> _DIRECTIONS_: From the first line to the last, repeat the data below exactly.

Stored data

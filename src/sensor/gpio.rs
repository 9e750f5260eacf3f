use crate::error::SensorError;
use std::fs::{self, File, OpenOptions};
use std::io::{Read, Seek, SeekFrom, Write};
use std::path::{Path, PathBuf};
use std::time::Duration;
use tracing::{debug, warn};

/// Attempts made while waiting for a freshly exported pin to show up
const EXPORT_POLL_ATTEMPTS: u32 = 20;
const EXPORT_POLL_INTERVAL: Duration = Duration::from_millis(10);

#[derive(Debug, Clone, Copy, PartialEq, Eq)]
pub enum Direction {
    In,
    Out,
}

impl Direction {
    fn as_str(&self) -> &'static str {
        match self {
            Direction::In => "in",
            Direction::Out => "out",
        }
    }
}

/// A GPIO line driven through the sysfs interface (`/sys/class/gpio`)
#[derive(Debug)]
pub struct SysfsPin {
    root: PathBuf,
    pin: u32,
    exported_here: bool,
    value: File,
}

impl SysfsPin {
    /// Export the pin if needed, set its direction and open its value file
    pub fn open<P: AsRef<Path>>(root: P, pin: u32, direction: Direction) -> Result<Self, SensorError> {
        let root = root.as_ref().to_path_buf();
        let pin_dir = root.join(format!("gpio{}", pin));
        let mut exported_here = false;

        if !pin_dir.exists() {
            debug!("Exporting GPIO {}", pin);
            fs::write(root.join("export"), pin.to_string()).map_err(|e| SensorError::Gpio {
                pin,
                details: format!("export failed: {}", e),
            })?;
            exported_here = true;

            // udev may need a moment to create the node and fix permissions
            let mut attempts = 0;
            while !pin_dir.join("direction").exists() {
                attempts += 1;
                if attempts >= EXPORT_POLL_ATTEMPTS {
                    return Err(SensorError::Gpio {
                        pin,
                        details: "pin did not appear after export".to_string(),
                    });
                }
                std::thread::sleep(EXPORT_POLL_INTERVAL);
            }
        }

        fs::write(pin_dir.join("direction"), direction.as_str()).map_err(|e| SensorError::Gpio {
            pin,
            details: format!("setting direction {} failed: {}", direction.as_str(), e),
        })?;

        let value = OpenOptions::new()
            .read(true)
            .write(direction == Direction::Out)
            .open(pin_dir.join("value"))
            .map_err(|e| SensorError::Gpio {
                pin,
                details: format!("opening value failed: {}", e),
            })?;

        debug!("GPIO {} ready as {}", pin, direction.as_str());

        Ok(Self {
            root,
            pin,
            exported_here,
            value,
        })
    }

    pub fn pin(&self) -> u32 {
        self.pin
    }

    pub fn read_level(&mut self) -> Result<bool, SensorError> {
        let mut buf = [0u8; 4];
        self.value
            .seek(SeekFrom::Start(0))
            .and_then(|_| self.value.read(&mut buf))
            .map_err(|e| SensorError::Gpio {
                pin: self.pin,
                details: format!("read failed: {}", e),
            })
            .and_then(|n| match buf[..n].first() {
                Some(b'1') => Ok(true),
                Some(b'0') => Ok(false),
                _ => Err(SensorError::Read {
                    details: format!(
                        "GPIO {} value {:?} is not a level",
                        self.pin,
                        String::from_utf8_lossy(&buf[..n])
                    ),
                }),
            })
    }

    pub fn write_level(&mut self, high: bool) -> Result<(), SensorError> {
        let level: &[u8] = if high { b"1" } else { b"0" };
        self.value
            .seek(SeekFrom::Start(0))
            .and_then(|_| self.value.write_all(level))
            .map_err(|e| SensorError::Gpio {
                pin: self.pin,
                details: format!("write failed: {}", e),
            })
    }

    /// Hand the pin back to the kernel if this process exported it
    pub fn release(self) {
        if self.exported_here {
            if let Err(e) = fs::write(self.root.join("unexport"), self.pin.to_string()) {
                warn!("Failed to unexport GPIO {}: {}", self.pin, e);
            }
        }
    }
}
use tokio::time::Instant;

/// Raw reading taken once per poll
#[derive(Debug, Clone, Copy, PartialEq)]
pub enum SampleValue {
    /// Presence sensor output
    Presence(bool),
    /// Measured distance in centimetres
    Distance(f64),
}

/// A timestamped sensor reading
#[derive(Debug, Clone, Copy, PartialEq)]
pub struct SensorSample {
    pub value: SampleValue,
    pub at: Instant,
}

impl SensorSample {
    pub fn presence(present: bool, at: Instant) -> Self {
        Self {
            value: SampleValue::Presence(present),
            at,
        }
    }

    pub fn distance(cm: f64, at: Instant) -> Self {
        Self {
            value: SampleValue::Distance(cm),
            at,
        }
    }

    /// Presence as seen by a boolean policy. Distance readings never count.
    pub fn is_present(&self) -> bool {
        matches!(self.value, SampleValue::Presence(true))
    }

    /// Distance as seen by a range policy. Presence maps to touching / out of range.
    pub fn distance_cm(&self) -> f64 {
        match self.value {
            SampleValue::Distance(cm) => cm,
            SampleValue::Presence(true) => 0.0,
            SampleValue::Presence(false) => f64::INFINITY,
        }
    }
}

> _TASK OUTPUT_:
filename src/sensor/gpio.rs
repository 9e750f5260eacf3f
use crate::error::SensorError;
use std::fs::{self, File, OpenOptions};
use std::io::{Read, Seek, SeekFrom, Write};
use std::path::{Path, PathBuf};
use std::time::Duration;
use tracing::{debug, warn};

/// Attempts made while waiting for a freshly exported pin to show up
const EXPORT_POLL_ATTEMPTS: u32 = 20;
const EXPORT_POLL_INTERVAL: Duration = Duration::from_millis(10);

#[derive(Debug, Clone, Copy, PartialEq, Eq)]
pub enum Direction {
    In,
    Out,
}

impl Direction {
    fn as_str(&self) -> &'static str {
        match self {
            Direction::In => "in",
            Direction::Out => "out",
        }
    }
}

/// A GPIO line driven through the sysfs interface (`/sys/class/gpio`)
#[derive(Debug)]
pub struct SysfsPin {
    root: PathBuf,
    pin: u32,
    exported_here: bool,
    value: File,
}

impl SysfsPin {
    /// Export the pin if needed, set its direction and open its value file
    pub fn open<P: AsRef<Path>>(root: P, pin: u32, direction: Direction) -> Result<Self, SensorError> {
        let root = root.as_ref().to_path_buf();
        let pin_dir = root.join(format!("gpio{}", pin));
        let mut exported_here = false;

        if !pin_dir.exists() {
            debug!("Exporting GPIO {}", pin);
            fs::write(root.join("export"), pin.to_string()).map_err(|e| SensorError::Gpio {
                pin,
                details: format!("export failed: {}", e),
            })?;
            exported_here = true;

            // udev may need a moment to create the node and fix permissions
            let mut attempts = 0;
            while !pin_dir.join("direction").exists() {
                attempts += 1;
                if attempts >= EXPORT_POLL_ATTEMPTS {
                    return Err(SensorError::Gpio {
                        pin,
                        details: "pin did not appear after export".to_string(),
                    });
                }
                std::thread::sleep(EXPORT_POLL_INTERVAL);
            }
        }

        fs::write(pin_dir.join("direction"), direction.as_str()).map_err(|e| SensorError::Gpio {
            pin,
            details: format!("setting direction {} failed: {}", direction.as_str(), e),
        })?;

        let value = OpenOptions::new()
            .read(true)
            .write(direction == Direction::Out)
            .open(pin_dir.join("value"))
            .map_err(|e| SensorError::Gpio {
                pin,
                details: format!("opening value failed: {}", e),
            })?;

        debug!("GPIO {} ready as {}", pin, direction.as_str());

        Ok(Self {
            root,
            pin,
            exported_here,
            value,
        })
    }

    pub fn pin(&self) -> u32 {
        self.pin
    }

    pub fn read_level(&mut self) -> Result<bool, SensorError> {
        let mut buf = [0u8; 4];
        self.value
            .seek(SeekFrom::Start(0))
            .and_then(|_| self.value.read(&mut buf))
            .map_err(|e| SensorError::Gpio {
                pin: self.pin,
                details: format!("read failed: {}", e),
            })
            .and_then(|n| match buf[..n].first() {
                Some(b'1') => Ok(true),
                Some(b'0') => Ok(false),
                _ => Err(SensorError::Read {
                    details: format!(
                        "GPIO {} value {:?} is not a level",
                        self.pin,
                        String::from_utf8_lossy(&buf[..n])
                    ),
                }),
            })
    }

    pub fn write_level(&mut self, high: bool) -> Result<(), SensorError> {
        let level: &[u8] = if high { b"1" } else { b"0" };
        self.value
            .seek(SeekFrom::Start(0))
            .and_then(|_| self.value.write_all(level))
            .map_err(|e| SensorError::Gpio {
                pin: self.pin,
                details: format!("write failed: {}", e),
            })
    }

    /// Hand the pin back to the kernel if this process exported it
    pub fn release(self) {
        if self.exported_here {
            if let Err(e) = fs::write(self.root.join("unexport"), self.pin.to_string()) {
                warn!("Failed to unexport GPIO {}: {}", self.pin, e);
            }
        }
    }
}
use tokio::time::Instant;

/// Raw reading taken once per poll
#[derive(Debug, Clone, Copy, PartialEq)]
pub enum SampleValue {
    /// Presence sensor output
    Presence(bool),
    /// Measured distance in centimetres
    Distance(f64),
}

/// A timestamped sensor reading
#[derive(Debug, Clone, Copy, PartialEq)]
pub struct SensorSample {
    pub value: SampleValue,
    pub at: Instant,
}

impl SensorSample {
    pub fn presence(present: bool, at: Instant) -> Self {
        Self {
            value: SampleValue::Presence(present),
            at,
        }
    }

    pub fn distance(cm: f64, at: Instant) -> Self {
        Self {
            value: SampleValue::Distance(cm),
            at,
        }
    }

    /// Presence as seen by a boolean policy. Distance readings never count.
    pub fn is_present(&self) -> bool {
        matches!(self.value, SampleValue::Presence(true))
    }

    /// Distance as seen by a range policy. Presence maps to touching / out of range.
    pub fn distance_cm(&self) -> f64 {
        match self.value {
            SampleValue::Distance(cm) => cm,
            SampleValue::Presence(true) => 0.0,
            SampleValue::Presence(false) => f64::INFINITY,
        }
    }
}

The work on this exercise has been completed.